Michael Holden - Editor 1 comment 3 Min Read
Credit: LNER

The has confirmed that train operating companies have offered the union an outline proposal that would see more reliable services for passengers in exchange for a pay increase of 4% covering both the 2022 and 2023 pay awards.

The proposals also see a commitment to no compulsory redundancies until at least 31st March 2024.

If accepted, the Rail Delivery Group says that the average driver wage would increase from £60,000 to almost £65,000 by the end of 2023.
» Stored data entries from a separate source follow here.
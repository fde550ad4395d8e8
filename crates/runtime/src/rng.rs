//! Seeded randomness backed by `rand`.

use rand::rngs::StdRng;
use rand::{RngCore, SeedableRng};
use turn_core::RngOracle;

/// Deterministic [`RngOracle`] over [`StdRng`].
///
/// Each consumer in a simulation gets its own stream via [`SeededRng::fork`],
/// so adding draws in one place does not shift the sequence seen elsewhere.
#[derive(Clone, Debug)]
pub struct SeededRng {
    inner: StdRng,
}

impl SeededRng {
    pub fn new(seed: u64) -> Self {
        Self {
            inner: StdRng::seed_from_u64(seed),
        }
    }

    /// Derives an independent generator from the next value of this one.
    pub fn fork(&mut self) -> Self {
        Self::new(self.inner.next_u64())
    }
}

impl RngOracle for SeededRng {
    fn next_u32(&mut self) -> u32 {
        self.inner.next_u32()
    }
}
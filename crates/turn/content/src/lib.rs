//! Data-driven turn-system configuration.
//!
//! The stock dungeon rules ship as `data/turn_system.toml` (with a RON twin);
//! loaders read these or user-supplied files into a validated
//! [`turn_core::TurnSystemConfig`].

#[cfg(feature = "loaders")]
pub mod loaders;

#[cfg(feature = "loaders")]
pub use loaders::{ConfigLoader, LoadResult};

/// The stock rules in TOML form.
pub const BUNDLED_TURN_SYSTEM_TOML: &str = include_str!("../data/turn_system.toml");

/// The stock rules in RON form.
pub const BUNDLED_TURN_SYSTEM_RON: &str = include_str!("../data/turn_system.ron");
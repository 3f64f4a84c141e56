//! Locating the vendor command-line client

use std::env;
use std::path::{Path, PathBuf};
use tracing::{debug, info};

#[cfg(windows)]
const BINARY_NAMES: &[&str] = &["vpncli.exe", "vpn.exe"];
#[cfg(not(windows))]
const BINARY_NAMES: &[&str] = &["vpn"];

/// Install locations used by Cisco Secure Client and its AnyConnect predecessor
fn known_locations() -> Vec<PathBuf> {
    #[cfg(target_os = "macos")]
    {
        vec![
            PathBuf::from("/opt/cisco/secureclient/bin/vpn"),
            PathBuf::from("/opt/cisco/anyconnect/bin/vpn"),
        ]
    }

    #[cfg(windows)]
    {
        vec![
            PathBuf::from(r"C:\Program Files (x86)\Cisco\Cisco Secure Client\vpncli.exe"),
            PathBuf::from(
                r"C:\Program Files (x86)\Cisco\Cisco AnyConnect Secure Mobility Client\vpncli.exe",
            ),
        ]
    }

    #[cfg(not(any(target_os = "macos", windows)))]
    {
        vec![
            PathBuf::from("/opt/cisco/secureclient/bin/vpn"),
            PathBuf::from("/opt/cisco/anyconnect/bin/vpn"),
        ]
    }
}

fn search_path(path_var: Option<&std::ffi::OsStr>) -> Option<PathBuf> {
    let path_var = path_var?;
    env::split_paths(path_var)
        .flat_map(|dir| BINARY_NAMES.iter().map(move |name| dir.join(name)))
        .find(|candidate| candidate.is_file())
}

fn resolve(
    configured: &Path,
    locations: &[PathBuf],
    path_var: Option<&std::ffi::OsStr>,
) -> Option<PathBuf> {
    if configured.is_file() {
        return Some(configured.to_path_buf());
    }
    debug!("Configured client {} not found", configured.display());

    if let Some(found) = locations.iter().find(|p| p.is_file()) {
        return Some(found.clone());
    }
    search_path(path_var)
}

/// The configured binary if it exists, else a known install location, else
/// the first match on `PATH`.
pub fn detect_client_binary(configured: &Path) -> Option<PathBuf> {
    let path_var = env::var_os("PATH");
    let found = resolve(configured, &known_locations(), path_var.as_deref());
    if let Some(path) = &found {
        if path != configured {
            info!("Using VPN client at {}", path.display());
        }
    }
    found
}
//! Vendor VPN client collaborator
//!
//! The Cisco Secure Client command-line tool is driven as a black box:
//! `status [-s]`, `disconnect` and `connect <target> -s` with the answer
//! script on stdin. Everything the orchestrator knows about the tunnel comes
//! from this tool's text output, interpreted in [`output`].

pub mod output;
pub mod supervise;

pub use supervise::ConnectRun;

use async_trait::async_trait;
use std::path::{Path, PathBuf};
use std::process::Stdio;
use std::time::Duration;
use thiserror::Error;
use tokio::process::Command;
use tokio::time::timeout;
use tracing::{debug, info};

#[derive(Error, Debug)]
pub enum ClientError {
    #[error("Failed to start {binary}: {source}")]
    SpawnError {
        binary: String,
        #[source]
        source: std::io::Error,
    },
    #[error("'{command}' timed out after {secs}s")]
    Timeout { command: String, secs: u64 },
    #[error("'{command}' exited with {status}: {output}")]
    ExitFailure {
        command: String,
        status: String,
        output: String,
    },
    #[error("Failed to set up client output streams: {0}")]
    StreamSetup(String),
    #[error("Failed waiting for client: {0}")]
    WaitError(#[source] std::io::Error),
    #[error("Failed to open answer script: {0}")]
    ScriptError(#[source] std::io::Error),
}

#[async_trait]
pub trait VpnClient: Send + Sync {
    /// Combined output of `status` (or `status -s` when `brief`), bounded by `limit`
    async fn status(&self, brief: bool, limit: Duration) -> Result<String, ClientError>;
    async fn disconnect(&self) -> Result<String, ClientError>;
    /// Run `connect <target> -s` with `script` on stdin until the client exits
    async fn connect(&self, target: &str, script: &Path) -> Result<ConnectRun, ClientError>;
    async fn launch_gui(&self) -> Result<(), ClientError>;
}

/// Drives the installed vendor binaries as subprocesses
pub struct CliVpnClient {
    binary: PathBuf,
    gui: PathBuf,
}

impl CliVpnClient {
    pub fn new(binary: impl Into<PathBuf>, gui: impl Into<PathBuf>) -> Self {
        Self {
            binary: binary.into(),
            gui: gui.into(),
        }
    }

    fn command(&self, args: &[&str]) -> Command {
        let mut cmd = Command::new(&self.binary);
        cmd.args(args).kill_on_drop(true);
        cmd
    }

    fn describe(&self, args: &[&str]) -> String {
        format!("{} {}", self.binary.display(), args.join(" "))
    }

    fn spawn_error(&self, source: std::io::Error) -> ClientError {
        ClientError::SpawnError {
            binary: self.binary.display().to_string(),
            source,
        }
    }
}

fn combined_output(output: &std::process::Output) -> String {
    let mut text = String::from_utf8_lossy(&output.stdout).into_owned();
    text.push_str(&String::from_utf8_lossy(&output.stderr));
    text
}

#[async_trait]
impl VpnClient for CliVpnClient {
    async fn status(&self, brief: bool, limit: Duration) -> Result<String, ClientError> {
        let args: &[&str] = if brief { &["status", "-s"] } else { &["status"] };
        debug!("Running {}", self.describe(args));

        let child = self
            .command(args)
            .stdin(Stdio::null())
            .stdout(Stdio::piped())
            .stderr(Stdio::piped())
            .spawn()
            .map_err(|e| self.spawn_error(e))?;

        // Dropping the future on timeout drops the child, which kills it
        let output = timeout(limit, child.wait_with_output())
            .await
            .map_err(|_| ClientError::Timeout {
                command: self.describe(args),
                secs: limit.as_secs(),
            })?
            .map_err(ClientError::WaitError)?;

        let text = combined_output(&output);
        if !output.status.success() {
            return Err(ClientError::ExitFailure {
                command: self.describe(args),
                status: output.status.to_string(),
                output: text,
            });
        }
        Ok(text)
    }

    async fn disconnect(&self) -> Result<String, ClientError> {
        let args = ["disconnect"];
        info!("Running {}", self.describe(&args));

        let output = self
            .command(&args)
            .stdin(Stdio::null())
            .output()
            .await
            .map_err(|e| self.spawn_error(e))?;

        let text = combined_output(&output);
        if !output.status.success() {
            return Err(ClientError::ExitFailure {
                command: self.describe(&args),
                status: output.status.to_string(),
                output: text,
            });
        }
        Ok(text)
    }

    async fn connect(&self, target: &str, script: &Path) -> Result<ConnectRun, ClientError> {
        let args = ["connect", target, "-s"];
        info!("Running {}", self.describe(&args));

        let stdin = std::fs::File::open(script).map_err(ClientError::ScriptError)?;
        let child = self
            .command(&args)
            .stdin(Stdio::from(stdin))
            .stdout(Stdio::piped())
            .stderr(Stdio::piped())
            .spawn()
            .map_err(|e| self.spawn_error(e))?;

        supervise::supervise(child).await
    }

    async fn launch_gui(&self) -> Result<(), ClientError> {
        info!("Launching {}", self.gui.display());

        #[cfg(target_os = "macos")]
        let mut cmd = {
            let mut cmd = Command::new("open");
            cmd.arg(&self.gui);
            cmd
        };

        #[cfg(not(target_os = "macos"))]
        let mut cmd = Command::new(&self.gui);

        cmd.stdin(Stdio::null())
            .stdout(Stdio::null())
            .stderr(Stdio::null())
            .spawn()
            .map_err(|e| ClientError::SpawnError {
                binary: self.gui.display().to_string(),
                source: e,
            })?;
        Ok(())
    }
}

#[cfg(all(test, unix))]
mod tests {
    use super::*;
    use std::os::unix::fs::PermissionsExt;
    use tempfile::TempDir;

    /// Stand-in for the vendor binary: a shell script answering each subcommand
    fn fake_binary(dir: &TempDir, body: &str) -> PathBuf {
        let path = dir.path().join("vpn");
        std::fs::write(&path, format!("#!/bin/sh\n{}\n", body)).unwrap();
        std::fs::set_permissions(&path, std::fs::Permissions::from_mode(0o755)).unwrap();
        path
    }

    #[tokio::test]
    async fn test_status_returns_combined_output() {
        let dir = TempDir::new().unwrap();
        let binary = fake_binary(&dir, "echo \"  >> state: Connected\"; echo warn >&2");
        let client = CliVpnClient::new(binary, "/nonexistent");

        let output = client.status(true, Duration::from_secs(5)).await.unwrap();
        assert!(output.contains("state: Connected"));
        assert!(output.contains("warn"));
    }

    #[tokio::test]
    async fn test_status_timeout_is_distinct() {
        let dir = TempDir::new().unwrap();
        let binary = fake_binary(&dir, "sleep 5");
        let client = CliVpnClient::new(binary, "/nonexistent");

        let err = client
            .status(false, Duration::from_millis(100))
            .await
            .unwrap_err();
        assert!(matches!(err, ClientError::Timeout { .. }));
    }

    #[tokio::test]
    async fn test_status_non_zero_exit_is_distinct() {
        let dir = TempDir::new().unwrap();
        let binary = fake_binary(&dir, "echo broken; exit 2");
        let client = CliVpnClient::new(binary, "/nonexistent");

        match client.status(false, Duration::from_secs(5)).await {
            Err(ClientError::ExitFailure { output, .. }) => assert!(output.contains("broken")),
            other => panic!("unexpected {:?}", other),
        }
    }

    #[tokio::test]
    async fn test_missing_binary_is_spawn_error() {
        let client = CliVpnClient::new("/nonexistent/vpn", "/nonexistent");
        assert!(matches!(
            client.status(false, Duration::from_secs(1)).await,
            Err(ClientError::SpawnError { .. })
        ));
    }

    #[tokio::test]
    async fn test_connect_feeds_script_and_collects_output() {
        let dir = TempDir::new().unwrap();
        let binary = fake_binary(
            &dir,
            "echo \"target $2\"; read user; read pass; echo \"user $user\"; echo \"  >> state: Connected\"",
        );
        let script = dir.path().join("answers");
        std::fs::write(&script, "alice\nhunter2\ny\n").unwrap();
        let client = CliVpnClient::new(binary, "/nonexistent");

        let run = client.connect("INTRA", &script).await.unwrap();
        assert!(run.success);
        assert_eq!(
            run.stdout,
            vec![
                "target INTRA".to_string(),
                "user alice".to_string(),
                "  >> state: Connected".to_string()
            ]
        );
    }

    #[tokio::test]
    async fn test_disconnect_runs_subcommand() {
        let dir = TempDir::new().unwrap();
        let record = dir.path().join("args");
        let binary = fake_binary(
            &dir,
            &format!(
                "echo \"$@\" > {}; echo \"  >> state: Disconnected\"",
                record.display()
            ),
        );
        let client = CliVpnClient::new(binary, "/nonexistent");

        let output = client.disconnect().await.unwrap();
        assert!(output.contains("state: Disconnected"));
        assert_eq!(std::fs::read_to_string(&record).unwrap(), "disconnect\n");
    }

    #[tokio::test]
    async fn test_disconnect_non_zero_exit() {
        let dir = TempDir::new().unwrap();
        let binary = fake_binary(&dir, "echo \"  >> error: not connected\" >&2; exit 1");
        let client = CliVpnClient::new(binary, "/nonexistent");

        match client.disconnect().await {
            Err(ClientError::ExitFailure { output, .. }) => {
                assert!(output.contains("not connected"))
            }
            other => panic!("unexpected {:?}", other),
        }
    }

    #[cfg(not(target_os = "macos"))]
    #[tokio::test]
    async fn test_launch_gui_starts_detached() {
        let dir = TempDir::new().unwrap();
        let marker = dir.path().join("launched");
        let gui = dir.path().join("gui");
        std::fs::write(&gui, format!("#!/bin/sh
touch {}
", marker.display())).unwrap();
        std::fs::set_permissions(&gui, std::fs::Permissions::from_mode(0o755)).unwrap();
        let client = CliVpnClient::new("/nonexistent/vpn", &gui);

        client.launch_gui().await.unwrap();
        for _ in 0..100 {
            if marker.exists() {
                break;
            }
            tokio::time::sleep(Duration::from_millis(20)).await;
        }
        assert!(marker.exists());
    }

    #[cfg(not(target_os = "macos"))]
    #[tokio::test]
    async fn test_launch_missing_gui_is_spawn_error() {
        let client = CliVpnClient::new("/nonexistent/vpn", "/nonexistent/gui");
        assert!(matches!(
            client.launch_gui().await,
            Err(ClientError::SpawnError { .. })
        ));
    }

    #[tokio::test]
    async fn test_connect_missing_script() {
        let dir = TempDir::new().unwrap();
        let binary = fake_binary(&dir, "true");
        let client = CliVpnClient::new(binary, "/nonexistent");

        assert!(matches!(
            client.connect("INTRA", &dir.path().join("absent")).await,
            Err(ClientError::ScriptError(_))
        ));
    }
}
Proposed changes include a Sunday Commitment Protocol, where drivers who are rostered to work a Sunday shift are contractually committed to doing so, unless cover can be found.

Other changes include:

  • Reducing the time it takes to train drivers through better use of technology
  • Changing the method for learning new routes from a fixed amount of time to being based on individual skill level.
  • Competent and trained managers can drive trains during disruption
  • Train companies get the ability to move drivers between depots where they are shift gaps due to sickness and absence

The Rail Delivery Group says that the proposal opens the door to a more diverse work

According to Rail Delivery Group figures:

  • The mean average train driver salary across the network is £60,055 which compares with £44,985 ten years ago. This compares with:
    • Rail sector employee median salary: £44,000
    • Nurse median salary: £31,000
    • UK full-time worker median salary: £31,000 
    • Care worker median salary: £21,000 
  • The average driver salary has increased by more than a third – 34% – in the past decade.
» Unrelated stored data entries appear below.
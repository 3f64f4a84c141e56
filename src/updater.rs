//! Release check against the GitHub releases API
//!
//! Only informational: `vpnctl info` reports whether a newer release exists.
//! The last seen version is cached in the state store so `info` still has
//! something to show when offline.

use crate::state::{StateError, StateStore};
use serde::Deserialize;
use std::time::Duration;
use thiserror::Error;
use tracing::{debug, info, warn};

#[derive(Error, Debug)]
pub enum UpdateError {
    #[error("HTTP error: {0}")]
    HttpError(#[from] reqwest::Error),
    #[error("Release API returned {status}: {body}")]
    ApiError { status: u16, body: String },
    #[error("State error: {0}")]
    StateError(#[from] StateError),
}

const REQUEST_TIMEOUT: Duration = Duration::from_secs(15);

/// One entry of `GET /repos/{owner}/{repo}/releases`
#[derive(Debug, Clone, Deserialize)]
pub struct GitHubRelease {
    pub tag_name: String,
    #[serde(default)]
    pub name: Option<String>,
    #[serde(default)]
    pub body: Option<String>,
    pub html_url: String,
    #[serde(default)]
    pub prerelease: bool,
    #[serde(default)]
    pub draft: bool,
}

/// Releases are listed newest first; drafts are never offered
pub fn pick_latest(releases: Vec<GitHubRelease>) -> Option<GitHubRelease> {
    releases.into_iter().find(|release| !release.draft)
}

fn parse_semver(version: &str) -> Option<(u32, u32, u32)> {
    let v = version.strip_prefix('v').unwrap_or(version);
    let mut parts = v.split('.');
    let major = parts.next()?.parse().ok()?;
    let minor = parts.next()?.parse().ok()?;
    // Ignore pre-release and build suffixes on the patch component
    let patch = parts
        .next()?
        .split(|c: char| !c.is_ascii_digit())
        .next()?
        .parse()
        .ok()?;
    if parts.next().is_some() {
        return None;
    }
    Some((major, minor, patch))
}

/// True when `candidate` is a strictly newer version than `current`.
/// Unparseable versions never count as newer.
pub fn is_newer(candidate: &str, current: &str) -> bool {
    match (parse_semver(candidate), parse_semver(current)) {
        (Some(a), Some(b)) => a > b,
        _ => false,
    }
}

pub async fn fetch_latest_release(url: &str) -> Result<Option<GitHubRelease>, UpdateError> {
    info!("Checking for updates at {}", url);

    let client = reqwest::Client::builder()
        .user_agent(format!("vpnctl/{}", env!("CARGO_PKG_VERSION")))
        .timeout(REQUEST_TIMEOUT)
        .build()?;

    let response = client
        .get(url)
        .header("Accept", "application/vnd.github+json")
        .send()
        .await?;

    let status = response.status();
    if status == reqwest::StatusCode::NOT_FOUND {
        debug!("No releases published");
        return Ok(None);
    }
    if !status.is_success() {
        let body = response.text().await.unwrap_or_default();
        return Err(UpdateError::ApiError {
            status: status.as_u16(),
            body,
        });
    }

    let releases: Vec<GitHubRelease> = response.json().await?;
    Ok(pick_latest(releases))
}

/// Fetch the latest release and cache its tag. Falls back to the cached
/// version when the API cannot be reached.
pub async fn check_latest_version(
    url: &str,
    state: &StateStore,
) -> Result<Option<String>, UpdateError> {
    match fetch_latest_release(url).await {
        Ok(Some(release)) => {
            let state = state.clone();
            let tag = release.tag_name.clone();
            let cached = tokio::task::spawn_blocking(move || state.upsert_version(&tag)).await;
            match cached {
                Ok(Err(e)) => warn!("Could not cache latest version: {}", e),
                Err(e) => warn!("Could not cache latest version: {}", e),
                Ok(Ok(())) => {}
            }
            Ok(Some(release.tag_name))
        }
        Ok(None) => Ok(None),
        Err(e) => {
            warn!("Update check failed: {}", e);
            Ok(state.get_latest_version()?)
        }
    }
}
Steve Montgomery, chair of the Rail Delivery Group, said: “This is a fair and affordable offer in challenging times, providing a significant uplift in salary for train drivers while bringing in common-sense and long-overdue reforms that would drive up reliability for passengers and allow the railway to adapt to changed travel patterns.

“With taxpayers still funding up to an extra £175 million a month to make up the shortfall in revenue post-covid, these changes are also vital for us to be able to fund the pay rise our people deserve.

“Instead of staging yet more damaging strike action and holding back changes that will improve services, we urge Aslef to work with us to bring an end to the dispute for our people, our passengers and the future of Britain's railways.”